Following the recent Thai elections, Citywealth has undertaken a review of Asia, not only India and China but beyond and around the regions, to see what other opportunities there are for investments and the general trends in the region. We offer a Q&A with a spread of experts. Commentary from Brian O’Reilly, Chief Investment Strategist and Head of UK Research, UBS Wealth Management and Carl Berrisford, Chief Equity Strategist, Asia, UBS Wealth Management; Liz Evans, Asia Pacific Fund Manager, Cavendish Asset Management; Callum D’Ath, Divisional Director, Brewin Dolphin; John Vail, Chief Global Strategist, Nikko Asset Management, Pan-Asia fund management; Giselle Mastrosanti, CEO – Chief Entertainment Officer, Privus a luxury lifestyle management service for successful women of China and Chris Faulkner, CEO of Breitling Oil and Gas, Texas.

Q. Citywealth recently visited Thailand and was surprised by the enormous swell of wealth and consumerism in the country. There are reports manufacturers are moving operations to Thailand from China because it’s easier to do business. What are the economics? Can Thailand or any other Asian countries become serious competition to China and India? Or are they just too large to compete against? Or is there another story?

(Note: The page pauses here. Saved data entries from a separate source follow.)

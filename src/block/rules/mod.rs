//! Standard block rules.
//!
//! Every rule has the [`BlockRuleFn`](super::BlockRuleFn) signature and is
//! registered by [`Ruler::with_defaults`](super::Ruler::with_defaults).

mod blockquote;
mod code;
mod fence;
mod heading;
mod hr;
mod lheading;
mod list;
mod paragraph;
mod reference;

pub use blockquote::blockquote;
pub use code::code;
pub use fence::fence;
pub use heading::heading;
pub use hr::hr;
pub use lheading::lheading;
pub use list::list;
pub use paragraph::paragraph;
pub use reference::reference;
//! HTML for alert open/close tokens.
//!
//! ```text
//! <details class="alert alert-spoiler">\n<summary>Title</summary>\n ... </details>\n
//! <div class="alert alert-info" role="alert" data-alert-type="info">\n ... </div>\n
//! ```
//!
//! Type and title are escaped with the five-character map exactly once.
//! Non-spoiler alerts do not render their title.

use smallvec::SmallVec;

use crate::render::HtmlWriter;
use crate::token::Token;

use super::AlertType;

/// Summary text for a spoiler without a title.
const SPOILER_LABEL: &str = "Spoiler";

/// Render the opening markup for the alert token at `idx`.
///
/// Returns an empty string if `tokens[idx]` is not an alert opener.
pub fn render_open(tokens: &[Token], idx: usize) -> String {
    let mut writer = HtmlWriter::with_capacity(96);
    if let Some(token) = tokens.get(idx) {
        if let Some(alert_type) = token.alert_type() {
            write_open(&mut writer, alert_type, token.alert_title());
        }
    }
    writer.into_string()
}

/// Render the closing markup for the alert close token at `idx`.
///
/// The close token carries no type, so the owning opener is found by
/// scanning backward past complete nested alerts. Without an opener the
/// generic `</div>` is used.
pub fn render_close(tokens: &[Token], idx: usize) -> String {
    let mut depth = 0usize;
    let mut owner = None;
    for token in tokens[..idx.min(tokens.len())].iter().rev() {
        match token {
            Token::AlertClose => depth += 1,
            Token::AlertOpen { alert_type, .. } if depth == 0 => {
                owner = Some(*alert_type);
                break;
            }
            Token::AlertOpen { .. } => depth -= 1,
            _ => {}
        }
    }
    closer(owner).to_string()
}

/// Open alerts during a render pass.
///
/// Pushed on every opener and popped on every closer, so each close finds
/// its type without rescanning the token stream.
#[derive(Debug, Default)]
pub struct AlertStack {
    open: SmallVec<[AlertType; 4]>,
}

impl AlertStack {
    pub fn new() -> Self {
        Self::default()
    }

    /// Write the opening markup and remember the type.
    pub fn open(&mut self, writer: &mut HtmlWriter, alert_type: AlertType, title: Option<&str>) {
        self.open.push(alert_type);
        write_open(writer, alert_type, title);
    }

    /// Write the closing markup for the innermost open alert.
    pub fn close(&mut self, writer: &mut HtmlWriter) {
        let owner = self.open.pop();
        if owner.is_none() {
            log::debug!("alert close without a matching open");
        }
        writer.write_str(closer(owner));
    }

    /// Number of alerts currently open.
    pub fn depth(&self) -> usize {
        self.open.len()
    }
}

fn write_open(writer: &mut HtmlWriter, alert_type: AlertType, title: Option<&str>) {
    let ty = alert_type.as_str().as_bytes();
    if alert_type.is_spoiler() {
        writer.write_str("<details class=\"alert alert-");
        writer.write_escaped_attr(ty);
        writer.write_str("\">\n<summary>");
        match title {
            Some(title) if !title.is_empty() => writer.write_escaped_attr(title.as_bytes()),
            _ => writer.write_str(SPOILER_LABEL),
        }
        writer.write_str("</summary>\n");
    } else {
        writer.write_str("<div class=\"alert alert-");
        writer.write_escaped_attr(ty);
        writer.write_str("\" role=\"alert\" data-alert-type=\"");
        writer.write_escaped_attr(ty);
        writer.write_str("\">\n");
    }
}

fn closer(owner: Option<AlertType>) -> &'static str {
    match owner {
        Some(AlertType::Spoiler) => "</details>\n",
        _ => "</div>\n",
    }
}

Thailand upgraded to overweight by UBS following election:

“The early signs are promising for the newly elected Peau Thai Party,” Says Brian O’Reilly at UBS Wealth Management, “Particularly encouraging was that they were voted in with a clear and decisive majority, and that brings the political legitimacy that previous regimes lacked to bring about a long-awaited reconciliation in Thai politics. Combined with political momentum, the attractive valuations of the Thai stock market and the likely strength of the Thai Baht as a result we recently upgraded Thailand to Overweight.”

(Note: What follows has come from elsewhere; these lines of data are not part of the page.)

//! Mark collection for inline parsing.
//!
//! Marks are candidate delimiter positions (backticks, emphasis runs,
//! brackets, escapes, line ends, entities) gathered in one pass before any
//! of them is resolved.

use crate::limits;

/// Mark state flags.
pub mod flags {
    pub const POTENTIAL_OPENER: u8 = 0b0000_0001;
    pub const POTENTIAL_CLOSER: u8 = 0b0000_0010;
    /// Fully consumed by a resolved construct.
    pub const RESOLVED: u8 = 0b0000_0100;
    /// Inside a code span; treat as literal text.
    pub const IN_CODE: u8 = 0b0000_1000;
    /// Inside a link destination, title or reference label; emit nothing.
    pub const IN_LINK_TAIL: u8 = 0b0001_0000;
}

/// A candidate delimiter.
#[derive(Debug, Clone, Copy)]
pub struct Mark {
    /// Start position in text. Emphasis matching moves it right.
    pub pos: u32,
    /// End position. Emphasis matching moves it left.
    pub end: u32,
    /// Length of the run as scanned, for the rule of three.
    pub run: u32,
    /// The delimiter character.
    pub ch: u8,
    pub flags: u8,
    /// Link nesting scope: emphasis only pairs marks of one scope.
    pub scope: u16,
}

impl Mark {
    #[inline]
    pub fn new(pos: usize, end: usize, ch: u8, flags: u8) -> Self {
        Self {
            pos: pos as u32,
            end: end as u32,
            run: (end - pos) as u32,
            ch,
            flags,
            scope: 0,
        }
    }

    /// Remaining length of the run.
    #[inline]
    pub fn len(&self) -> u32 {
        self.end - self.pos
    }

    #[inline]
    pub fn can_open(&self) -> bool {
        self.flags & flags::POTENTIAL_OPENER != 0 && self.is_live()
    }

    #[inline]
    pub fn can_close(&self) -> bool {
        self.flags & flags::POTENTIAL_CLOSER != 0 && self.is_live()
    }

    /// Not resolved and not swallowed by a code span or link tail.
    #[inline]
    pub fn is_live(&self) -> bool {
        self.flags & (flags::RESOLVED | flags::IN_CODE | flags::IN_LINK_TAIL) == 0
    }

    #[inline]
    pub fn resolve(&mut self) {
        self.flags |= flags::RESOLVED;
    }
}

/// Reusable buffer of marks.
#[derive(Debug, Default)]
pub struct MarkBuffer {
    marks: Vec<Mark>,
}

impl MarkBuffer {
    pub fn new() -> Self {
        Self {
            marks: Vec::with_capacity(64),
        }
    }

    /// Add a mark unless the per-run limit is reached.
    #[inline]
    pub fn push(&mut self, mark: Mark) {
        if self.marks.len() < limits::MAX_INLINE_MARKS {
            self.marks.push(mark);
        }
    }

    #[inline]
    pub fn marks(&self) -> &[Mark] {
        &self.marks
    }

    #[inline]
    pub fn marks_mut(&mut self) -> &mut [Mark] {
        &mut self.marks
    }

    #[inline]
    pub fn len(&self) -> usize {
        self.marks.len()
    }

    #[inline]
    pub fn is_empty(&self) -> bool {
        self.marks.is_empty()
    }
}

/// Bytes that may start a mark.
static SPECIAL_CHARS: [bool; 256] = {
    let mut table = [false; 256];
    table[b'`' as usize] = true;
    table[b'*' as usize] = true;
    table[b'_' as usize] = true;
    table[b'\\' as usize] = true;
    table[b'\n' as usize] = true;
    table[b'[' as usize] = true;
    table[b']' as usize] = true;
    table[b'&' as usize] = true;
    table
};

/// Scan `text` and collect marks into `buffer`.
pub fn collect_marks(text: &[u8], buffer: &mut MarkBuffer) {
    buffer.marks.clear();

    let len = text.len();
    let mut pos = 0;
    while pos < len {
        let b = text[pos];
        if !SPECIAL_CHARS[b as usize] {
            pos += 1;
            continue;
        }

        match b {
            b'`' => {
                let start = pos;
                pos = skip_run(text, pos, b'`');
                if pos - start <= limits::MAX_CODE_SPAN_BACKTICKS {
                    buffer.push(Mark::new(
                        start,
                        pos,
                        b'`',
                        flags::POTENTIAL_OPENER | flags::POTENTIAL_CLOSER,
                    ));
                }
            }

            b'*' | b'_' => {
                let start = pos;
                pos = skip_run(text, pos, b);
                let before = if start > 0 { text[start - 1] } else { b' ' };
                let after = if pos < len { text[pos] } else { b' ' };
                let flags = emphasis_flags(b, before, after);
                if flags != 0 {
                    buffer.push(Mark::new(start, pos, b, flags));
                }
            }

            b'\\' => {
                if pos + 1 < len && (text[pos + 1].is_ascii_punctuation() || text[pos + 1] == b'\n') {
                    let end = if text[pos + 1] == b'\n' {
                        skip_leading_spaces(text, pos + 2)
                    } else {
                        pos + 2
                    };
                    buffer.push(Mark::new(pos, end, b'\\', 0));
                    pos = end;
                } else {
                    pos += 1;
                }
            }

            b'\n' => {
                // Trailing spaces belong to the break: two or more make it hard.
                let mut start = pos;
                while start > 0 && text[start - 1] == b' ' {
                    start -= 1;
                }
                let end = skip_leading_spaces(text, pos + 1);
                buffer.push(Mark::new(start, end, b'\n', 0));
                pos = end;
            }

            b'[' => {
                buffer.push(Mark::new(pos, pos + 1, b'[', flags::POTENTIAL_OPENER));
                pos += 1;
            }

            b']' => {
                buffer.push(Mark::new(pos, pos + 1, b']', flags::POTENTIAL_CLOSER));
                pos += 1;
            }

            b'&' => {
                if let Some(end) = entity_end(text, pos) {
                    buffer.push(Mark::new(pos, end, b'&', 0));
                    pos = end;
                } else {
                    pos += 1;
                }
            }

            _ => pos += 1,
        }
    }
}

/// End of a syntactically valid `&name;`, `&#123;` or `&#x1F;` at `pos`.
fn entity_end(text: &[u8], pos: usize) -> Option<usize> {
    let limit = (pos + limits::MAX_ENTITY_LEN).min(text.len());
    let semi = memchr::memchr(b';', &text[pos..limit])? + pos;
    let body = &text[pos + 1..semi];
    let valid = match body {
        [b'#', b'x' | b'X', hex @ ..] => (1..=6).contains(&hex.len()) && hex.iter().all(u8::is_ascii_hexdigit),
        [b'#', dec @ ..] => (1..=7).contains(&dec.len()) && dec.iter().all(u8::is_ascii_digit),
        [first, rest @ ..] => first.is_ascii_alphabetic() && rest.iter().all(u8::is_ascii_alphanumeric),
        [] => false,
    };
    valid.then_some(semi + 1)
}

/// Opener/closer flags from the CommonMark flanking rules.
fn emphasis_flags(ch: u8, before: u8, after: u8) -> u8 {
    let before_space = is_whitespace(before);
    let after_space = is_whitespace(after);
    let before_punct = before.is_ascii_punctuation();
    let after_punct = after.is_ascii_punctuation();

    let left_flanking = !after_space && (!after_punct || before_space || before_punct);
    let right_flanking = !before_space && (!before_punct || after_space || after_punct);

    let (opens, closes) = if ch == b'*' {
        (left_flanking, right_flanking)
    } else {
        // Intraword `_` neither opens nor closes.
        (
            left_flanking && (!right_flanking || before_punct),
            right_flanking && (!left_flanking || after_punct),
        )
    };

    let mut flags = 0;
    if opens {
        flags |= flags::POTENTIAL_OPENER;
    }
    if closes {
        flags |= flags::POTENTIAL_CLOSER;
    }
    flags
}

#[inline]
fn is_whitespace(b: u8) -> bool {
    matches!(b, b' ' | b'\t' | b'\n' | 0x0b | 0x0c | b'\r')
}

#[inline]
fn skip_run(text: &[u8], mut pos: usize, ch: u8) -> usize {
    while pos < text.len() && text[pos] == ch {
        pos += 1;
    }
    pos
}

#[inline]
fn skip_leading_spaces(text: &[u8], mut pos: usize) -> usize {
    while pos < text.len() && text[pos] == b' ' {
        pos += 1;
    }
    pos
}

#[cfg(test)]
mod tests {
    use super::*;

    fn collect(text: &[u8]) -> MarkBuffer {
        let mut buffer = MarkBuffer::new();
        collect_marks(text, &mut buffer);
        buffer
    }

    #[test]
    fn test_mark_size() {
        assert!(std::mem::size_of::<Mark>() <= 16);
    }

    #[test]
    fn test_collect_backticks() {
        let buffer = collect(b"hello `code` world");
        assert_eq!(buffer.len(), 2);
        assert!(buffer.marks().iter().all(|m| m.ch == b'`' && m.len() == 1));
    }

    #[test]
    fn test_collect_emphasis() {
        let buffer = collect(b"hello *world*");
        assert_eq!(buffer.len(), 2);
        assert!(buffer.marks()[0].can_open());
        assert!(buffer.marks()[1].can_close());
    }

    #[test]
    fn test_intraword_underscore_inert() {
        let buffer = collect(b"snake_case_name");
        assert!(buffer.is_empty());
    }

    #[test]
    fn test_escape_consumes_next_char() {
        let buffer = collect(b"a \\* b");
        assert_eq!(buffer.len(), 1);
        assert_eq!(buffer.marks()[0].ch, b'\\');
        assert_eq!(buffer.marks()[0].len(), 2);
    }

    #[test]
    fn test_line_break_covers_spaces() {
        let buffer = collect(b"a  \n  b");
        let mark = buffer.marks()[0];
        assert_eq!((mark.ch, mark.pos, mark.end), (b'\n', 1, 6));
    }

    #[test]
    fn test_entity_marks() {
        assert_eq!(collect(b"&amp; &#35; &#x22;").len(), 3);
        assert!(collect(b"& &; &#; &#xZZ; &1a;").is_empty());
    }
}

Liz Evans, Asia Pacific Fund Manager at Cavendish Asset, agrees: “Thailand is a country with a good investment story and is full of opportunities. The election should precipitate a raft of populist reforms that promise to strengthen consumer growth. The increase in the minimum wage in Bangkok, the improved minimum graduate salary and the promised floor price for rice are just some of the proposed policies that will lift the fortunes of its young, burgeoning middle class, and encourage consumer spending. The proposed infrastructure projects, including plans for high speed rail links connecting the rural North East, will also benefit the economy in coming years.”

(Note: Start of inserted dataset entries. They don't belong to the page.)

//! HTML rendering: the output writer and the token render pass.
//!
//! Block tags follow the markdown-it layout: a newline after every block
//! tag, except directly before inline content or a hidden (tight-list)
//! paragraph, and an extra newline before a block tag that follows a hidden
//! paragraph. Alert tokens are rendered by [`crate::alert`].

use crate::alert::AlertStack;
use crate::escape;
use crate::inline::{InlineEvent, InlineParser};
use crate::link_ref::{unescape_all, LinkRefStore};
use crate::token::Token;

/// HTML output buffer.
///
/// # Example
/// ```
/// use alertmark::HtmlWriter;
///
/// let mut writer = HtmlWriter::with_capacity_for(64);
/// writer.write_str("<p>");
/// writer.write_escaped_text(b"Hello <World>");
/// writer.write_str("</p>");
/// assert_eq!(writer.into_string(), "<p>Hello &lt;World&gt;</p>");
/// ```
#[derive(Debug, Default)]
pub struct HtmlWriter {
    out: Vec<u8>,
}

impl HtmlWriter {
    #[inline]
    pub fn new() -> Self {
        Self {
            out: Vec::with_capacity(1024),
        }
    }

    /// Reserve for an input of `input_len` bytes; HTML runs about 1.25x.
    #[inline]
    pub fn with_capacity_for(input_len: usize) -> Self {
        Self::with_capacity(input_len + input_len / 4)
    }

    #[inline]
    pub fn with_capacity(capacity: usize) -> Self {
        Self {
            out: Vec::with_capacity(capacity),
        }
    }

    /// Write raw bytes without escaping. Callers pass valid UTF-8.
    #[inline]
    pub fn write_bytes(&mut self, bytes: &[u8]) {
        self.out.extend_from_slice(bytes);
    }

    /// Write a string without escaping.
    #[inline]
    pub fn write_str(&mut self, s: &str) {
        self.out.extend_from_slice(s.as_bytes());
    }

    /// Write text content, escaping `& < > "`.
    #[inline]
    pub fn write_escaped_text(&mut self, text: &[u8]) {
        escape::escape_text_into(&mut self.out, text);
    }

    /// Write an attribute value with the five-character map.
    #[inline]
    pub fn write_escaped_attr(&mut self, attr: &[u8]) {
        escape::escape_html_into(&mut self.out, attr);
    }

    /// Write a percent-encoded, attribute-safe link destination.
    #[inline]
    pub fn write_link_url(&mut self, url: &[u8]) {
        escape::write_link_url(&mut self.out, url);
    }

    #[inline]
    pub fn newline(&mut self) {
        self.out.push(b'\n');
    }

    #[inline]
    pub fn len(&self) -> usize {
        self.out.len()
    }

    #[inline]
    pub fn is_empty(&self) -> bool {
        self.out.is_empty()
    }

    /// Clear for reuse, keeping capacity.
    #[inline]
    pub fn clear(&mut self) {
        self.out.clear();
    }

    #[inline]
    pub fn as_bytes(&self) -> &[u8] {
        &self.out
    }

    #[inline]
    pub fn as_str(&self) -> &str {
        // SAFETY: only UTF-8 input slices split at ASCII bytes, ASCII markup
        // and ASCII escapes are ever written.
        unsafe { std::str::from_utf8_unchecked(&self.out) }
    }

    #[inline]
    pub fn into_string(self) -> String {
        // SAFETY: see `as_str`.
        unsafe { String::from_utf8_unchecked(self.out) }
    }

    /// Write `<ol>` or `<ol start="N">` for a list starting at `start`.
    fn ol_start(&mut self, start: u32) {
        if start == 1 {
            self.write_str("<ol");
        } else {
            self.write_str("<ol start=\"");
            self.write_u32(start);
            self.write_str("\"");
        }
    }

    fn write_u32(&mut self, mut n: u32) {
        let mut buf = [0u8; 10];
        let mut i = buf.len();
        loop {
            i -= 1;
            buf[i] = b'0' + (n % 10) as u8;
            n /= 10;
            if n == 0 {
                break;
            }
        }
        self.write_bytes(&buf[i..]);
    }

    /// Write code content with line endings turned into spaces.
    fn write_code_span(&mut self, content: &[u8]) {
        self.write_str("<code>");
        for (i, line) in content.split(|&b| b == b'\n').enumerate() {
            if i > 0 {
                self.out.push(b' ');
            }
            self.write_escaped_text(line);
        }
        self.write_str("</code>");
    }
}

/// Render a block token stream to HTML.
pub fn render_tokens(tokens: &[Token], refs: &LinkRefStore, writer: &mut HtmlWriter) {
    let mut inline = InlineParser::new();
    let mut events = Vec::new();
    let mut alerts = AlertStack::new();

    for (idx, token) in tokens.iter().enumerate() {
        match token {
            Token::Inline { content, .. } => {
                events.clear();
                inline.parse(content.as_bytes(), refs, &mut events);
                render_inline(content.as_bytes(), &events, writer);
            }
            Token::Fence { info, content, .. } => {
                let info = unescape_all(info);
                let lang = info.split_whitespace().next().unwrap_or("");
                if lang.is_empty() {
                    writer.write_str("<pre><code>");
                } else {
                    writer.write_str("<pre><code class=\"language-");
                    writer.write_escaped_text(lang.as_bytes());
                    writer.write_str("\">");
                }
                writer.write_escaped_text(content.as_bytes());
                writer.write_str("</code></pre>\n");
            }
            Token::CodeBlock { content, .. } => {
                writer.write_str("<pre><code>");
                writer.write_escaped_text(content.as_bytes());
                writer.write_str("</code></pre>\n");
            }
            Token::AlertOpen {
                alert_type, title, ..
            } => alerts.open(writer, *alert_type, title.as_deref()),
            Token::AlertClose => alerts.close(writer),
            _ => render_tag(tokens, idx, writer),
        }
    }

    if alerts.depth() != 0 {
        log::debug!("{} alert(s) left open at end of stream", alerts.depth());
    }
}

/// Render a container or leaf tag token.
fn render_tag(tokens: &[Token], idx: usize, writer: &mut HtmlWriter) {
    let token = &tokens[idx];
    if is_hidden(token) {
        return;
    }

    let nesting = token.nesting();
    if nesting != -1 && idx > 0 && is_hidden(&tokens[idx - 1]) {
        writer.newline();
    }

    match token {
        Token::ParagraphOpen { .. } => writer.write_str("<p"),
        Token::ParagraphClose { .. } => writer.write_str("</p"),
        Token::HeadingOpen { level } | Token::HeadingClose { level } => {
            writer.write_str(if nesting == 1 { "<h" } else { "</h" });
            writer.write_bytes(&[b'0' + level]);
        }
        Token::BlockquoteOpen => writer.write_str("<blockquote"),
        Token::BlockquoteClose => writer.write_str("</blockquote"),
        Token::BulletListOpen => writer.write_str("<ul"),
        Token::BulletListClose => writer.write_str("</ul"),
        Token::OrderedListOpen { start } => writer.ol_start(*start),
        Token::OrderedListClose => writer.write_str("</ol"),
        Token::ListItemOpen => writer.write_str("<li"),
        Token::ListItemClose => writer.write_str("</li"),
        Token::ThematicBreak => writer.write_str("<hr"),
        _ => return,
    }

    let mut need_lf = true;
    if nesting == 1 {
        if let Some(next) = tokens.get(idx + 1) {
            if matches!(next, Token::Inline { .. }) || is_hidden(next) || closes(token, next) {
                need_lf = false;
            }
        }
    }
    writer.write_str(if need_lf { ">\n" } else { ">" });
}

#[inline]
fn is_hidden(token: &Token) -> bool {
    matches!(
        token,
        Token::ParagraphOpen { hidden: true } | Token::ParagraphClose { hidden: true }
    )
}

/// Whether `next` directly closes `open`.
fn closes(open: &Token, next: &Token) -> bool {
    matches!(
        (open, next),
        (Token::ListItemOpen, Token::ListItemClose)
            | (Token::BlockquoteOpen, Token::BlockquoteClose)
            | (Token::BulletListOpen, Token::BulletListClose)
            | (Token::OrderedListOpen { .. }, Token::OrderedListClose)
            | (Token::ParagraphOpen { .. }, Token::ParagraphClose { .. })
    )
}

/// Render inline events for `text`.
pub fn render_inline(text: &[u8], events: &[InlineEvent], writer: &mut HtmlWriter) {
    for event in events {
        match event {
            InlineEvent::Text(range) => writer.write_escaped_text(range.slice(text)),
            InlineEvent::Code(range) => writer.write_code_span(range.slice(text)),
            InlineEvent::EscapedChar(ch) => writer.write_escaped_text(&[*ch]),
            InlineEvent::Entity(decoded) => writer.write_escaped_text(decoded.as_bytes()),
            InlineEvent::EmphasisStart => writer.write_str("<em>"),
            InlineEvent::EmphasisEnd => writer.write_str("</em>"),
            InlineEvent::StrongStart => writer.write_str("<strong>"),
            InlineEvent::StrongEnd => writer.write_str("</strong>"),
            InlineEvent::LinkStart { url, title } => {
                writer.write_str("<a href=\"");
                writer.write_link_url(url.as_bytes());
                if let Some(title) = title {
                    writer.write_str("\" title=\"");
                    writer.write_escaped_text(title.as_bytes());
                }
                writer.write_str("\">");
            }
            InlineEvent::LinkEnd => writer.write_str("</a>"),
            InlineEvent::SoftBreak => writer.newline(),
            InlineEvent::HardBreak => writer.write_str("<br>\n"),
        }
    }
}

#[cfg(test)]
mod tests {
    use super::*;
    use crate::to_html;

    #[test]
    fn test_writer_escaped_text() {
        let mut writer = HtmlWriter::new();
        writer.write_escaped_text(b"<script>");
        assert_eq!(writer.as_str(), "&lt;script&gt;");
    }

    #[test]
    fn test_writer_capacity() {
        let writer = HtmlWriter::with_capacity_for(1000);
        assert!(writer.out.capacity() >= 1250);
        assert!(writer.is_empty());
    }

    #[test]
    fn test_writer_clear_reuse() {
        let mut writer = HtmlWriter::new();
        writer.write_str("first");
        let cap = writer.out.capacity();
        writer.clear();
        assert!(writer.is_empty());
        assert_eq!(writer.out.capacity(), cap);
        writer.write_str("second");
        assert_eq!(writer.as_str(), "second");
    }

    #[test]
    fn test_write_u32() {
        let mut writer = HtmlWriter::new();
        writer.write_u32(0);
        writer.write_str(" ");
        writer.write_u32(1234567890);
        assert_eq!(writer.as_str(), "0 1234567890");
    }

    #[test]
    fn test_code_span_newlines_become_spaces() {
        let mut writer = HtmlWriter::new();
        writer.write_code_span(b"a\nb<");
        assert_eq!(writer.as_str(), "<code>a b&lt;</code>");
    }

    #[test]
    fn test_heading_and_hr() {
        assert_eq!(to_html("## Title\n***"), "<h2>Title</h2>\n<hr>\n");
    }

    #[test]
    fn test_tight_list_before_block() {
        assert_eq!(
            to_html("- a\n  > q"),
            "<ul>\n<li>a\n<blockquote>\n<p>q</p>\n</blockquote>\n</li>\n</ul>\n"
        );
    }

    #[test]
    fn test_link_rendering() {
        assert_eq!(
            to_html("[a & b](/x?y=1&z=2 \"T\\\"q\")"),
            "<p><a href=\"/x?y=1&amp;z=2\" title=\"T&quot;q\">a &amp; b</a></p>\n"
        );
    }

    #[test]
    fn test_inline_mix() {
        assert_eq!(
            to_html("**bold** `x` \\* &amp;  \nend"),
            "<p><strong>bold</strong> <code>x</code> * &amp;<br>\nend</p>\n"
        );
    }

    #[test]
    fn test_fence_info_uses_first_word() {
        let tokens = [Token::Fence {
            info: "js\\_x more".to_string(),
            content: "1\n".to_string(),
            map: crate::token::LineRange::new(0, 3),
        }];
        let mut writer = HtmlWriter::new();
        render_tokens(&tokens, &LinkRefStore::new(), &mut writer);
        assert_eq!(
            writer.as_str(),
            "<pre><code class=\"language-js_x\">1\n</code></pre>\n"
        );
    }
}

Demand from China helps Thailand’s economic success:

“Outside of Bangkok,” continues Evans, “Thailand’s predominantly rural ‘upcountry’ is seeing tremendous economic success and wealth creation, partly due to high commodity prices in food and increasing demand in regional giants such as China. Whilst the national GDP growth is forecast at 4.5 percent for the year, the upcountry region is performing more strongly. Thailand’s industrial sector is also benefiting from an influx of new businesses. Given the Asia Pacific region’s overall growth story, the country is in an ideal geographical location for exporting to China, India and elsewhere. Previously China-based companies are being attracted to its shores due to rising labour costs along the Chinese coast as well as the relative ease of setting up and running a business in Thailand as opposed to China.”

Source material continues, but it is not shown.